▶ [PROBLEM TO WORK ON] The records that appear below are to be restated word for word.

::: RECORDS SHOWN

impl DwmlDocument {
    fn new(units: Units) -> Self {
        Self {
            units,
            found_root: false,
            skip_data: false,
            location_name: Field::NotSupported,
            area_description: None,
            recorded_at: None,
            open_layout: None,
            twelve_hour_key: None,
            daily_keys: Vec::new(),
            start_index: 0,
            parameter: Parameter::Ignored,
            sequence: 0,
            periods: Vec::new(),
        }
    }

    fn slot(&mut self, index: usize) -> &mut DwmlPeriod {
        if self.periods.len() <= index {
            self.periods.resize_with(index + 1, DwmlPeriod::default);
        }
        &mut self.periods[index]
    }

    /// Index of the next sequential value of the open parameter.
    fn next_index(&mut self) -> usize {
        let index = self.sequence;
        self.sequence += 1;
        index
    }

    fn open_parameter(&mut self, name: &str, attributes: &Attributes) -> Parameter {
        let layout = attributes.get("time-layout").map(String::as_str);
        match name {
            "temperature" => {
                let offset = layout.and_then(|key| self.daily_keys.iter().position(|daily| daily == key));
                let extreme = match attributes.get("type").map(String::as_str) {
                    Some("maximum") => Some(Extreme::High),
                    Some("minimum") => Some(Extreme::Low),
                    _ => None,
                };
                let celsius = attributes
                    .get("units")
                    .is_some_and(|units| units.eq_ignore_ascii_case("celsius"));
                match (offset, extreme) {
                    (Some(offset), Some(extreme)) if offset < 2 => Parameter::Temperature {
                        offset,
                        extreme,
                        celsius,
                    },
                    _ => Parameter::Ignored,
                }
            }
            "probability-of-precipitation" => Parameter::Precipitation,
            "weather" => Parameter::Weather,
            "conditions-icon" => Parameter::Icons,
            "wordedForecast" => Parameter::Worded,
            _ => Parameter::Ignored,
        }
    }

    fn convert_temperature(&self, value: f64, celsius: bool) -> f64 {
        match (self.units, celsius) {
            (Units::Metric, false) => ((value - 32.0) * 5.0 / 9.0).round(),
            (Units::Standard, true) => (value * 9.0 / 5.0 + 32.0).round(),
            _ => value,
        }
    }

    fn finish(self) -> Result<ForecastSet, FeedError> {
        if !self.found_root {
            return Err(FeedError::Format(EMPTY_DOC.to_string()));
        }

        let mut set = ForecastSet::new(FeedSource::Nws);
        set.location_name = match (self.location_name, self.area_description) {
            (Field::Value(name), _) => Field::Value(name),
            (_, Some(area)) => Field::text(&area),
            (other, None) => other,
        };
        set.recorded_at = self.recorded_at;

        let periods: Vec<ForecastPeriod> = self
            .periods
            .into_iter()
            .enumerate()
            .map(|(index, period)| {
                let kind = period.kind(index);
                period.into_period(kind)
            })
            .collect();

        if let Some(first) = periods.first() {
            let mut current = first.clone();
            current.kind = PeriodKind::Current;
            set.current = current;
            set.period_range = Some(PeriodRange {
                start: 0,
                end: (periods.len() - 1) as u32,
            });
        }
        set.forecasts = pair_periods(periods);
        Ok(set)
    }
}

::::::

▶ [RESULT OF THE TASK]
impl DwmlDocument {
    fn new(units: Units) -> Self {
        Self {
            units,
            found_root: false,
            skip_data: false,
            location_name: Field::NotSupported,
            area_description: None,
            recorded_at: None,
            open_layout: None,
            twelve_hour_key: None,
            daily_keys: Vec::new(),
            start_index: 0,
            parameter: Parameter::Ignored,
            sequence: 0,
            periods: Vec::new(),
        }
    }

    fn slot(&mut self, index: usize) -> &mut DwmlPeriod {
        if self.periods.len() <= index {
            self.periods.resize_with(index + 1, DwmlPeriod::default);
        }
        &mut self.periods[index]
    }

    /// Index of the next sequential value of the open parameter.
    fn next_index(&mut self) -> usize {
        let index = self.sequence;
        self.sequence += 1;
        index
    }

    fn open_parameter(&mut self, name: &str, attributes: &Attributes) -> Parameter {
        let layout = attributes.get("time-layout").map(String::as_str);
        match name {
            "temperature" => {
                let offset = layout.and_then(|key| self.daily_keys.iter().position(|daily| daily == key));
                let extreme = match attributes.get("type").map(String::as_str) {
                    Some("maximum") => Some(Extreme::High),
                    Some("minimum") => Some(Extreme::Low),
                    _ => None,
                };
                let celsius = attributes
                    .get("units")
                    .is_some_and(|units| units.eq_ignore_ascii_case("celsius"));
                match (offset, extreme) {
                    (Some(offset), Some(extreme)) if offset < 2 => Parameter::Temperature {
                        offset,
                        extreme,
                        celsius,
                    },
                    _ => Parameter::Ignored,
                }
            }
            "probability-of-precipitation" => Parameter::Precipitation,
            "weather" => Parameter::Weather,
            "conditions-icon" => Parameter::Icons,
            "wordedForecast" => Parameter::Worded,
            _ => Parameter::Ignored,
        }
    }

    fn convert_temperature(&self, value: f64, celsius: bool) -> f64 {
        match (self.units, celsius) {
            (Units::Metric, false) => ((value - 32.0) * 5.0 / 9.0).round(),
            (Units::Standard, true) => (value * 9.0 / 5.0 + 32.0).round(),
            _ => value,
        }
    }

    fn finish(self) -> Result<ForecastSet, FeedError> {
        if !self.found_root {
            return Err(FeedError::Format(EMPTY_DOC.to_string()));
        }

        let mut set = ForecastSet::new(FeedSource::Nws);
        set.location_name = match (self.location_name, self.area_description) {
            (Field::Value(name), _) => Field::Value(name),
            (_, Some(area)) => Field::text(&area),
            (other, None) => other,
        };
        set.recorded_at = self.recorded_at;

        let periods: Vec<ForecastPeriod> = self
            .periods
            .into_iter()
            .enumerate()
            .map(|(index, period)| {
                let kind = period.kind(index);
                period.into_period(kind)
            })
            .collect();

        if let Some(first) = periods.first() {
            let mut current = first.clone();
            current.kind = PeriodKind::Current;
            set.current = current;
            set.period_range = Some(PeriodRange {
                start: 0,
                end: (periods.len() - 1) as u32,
            });
        }
        set.forecasts = pair_periods(periods);
        Ok(set)
    }
}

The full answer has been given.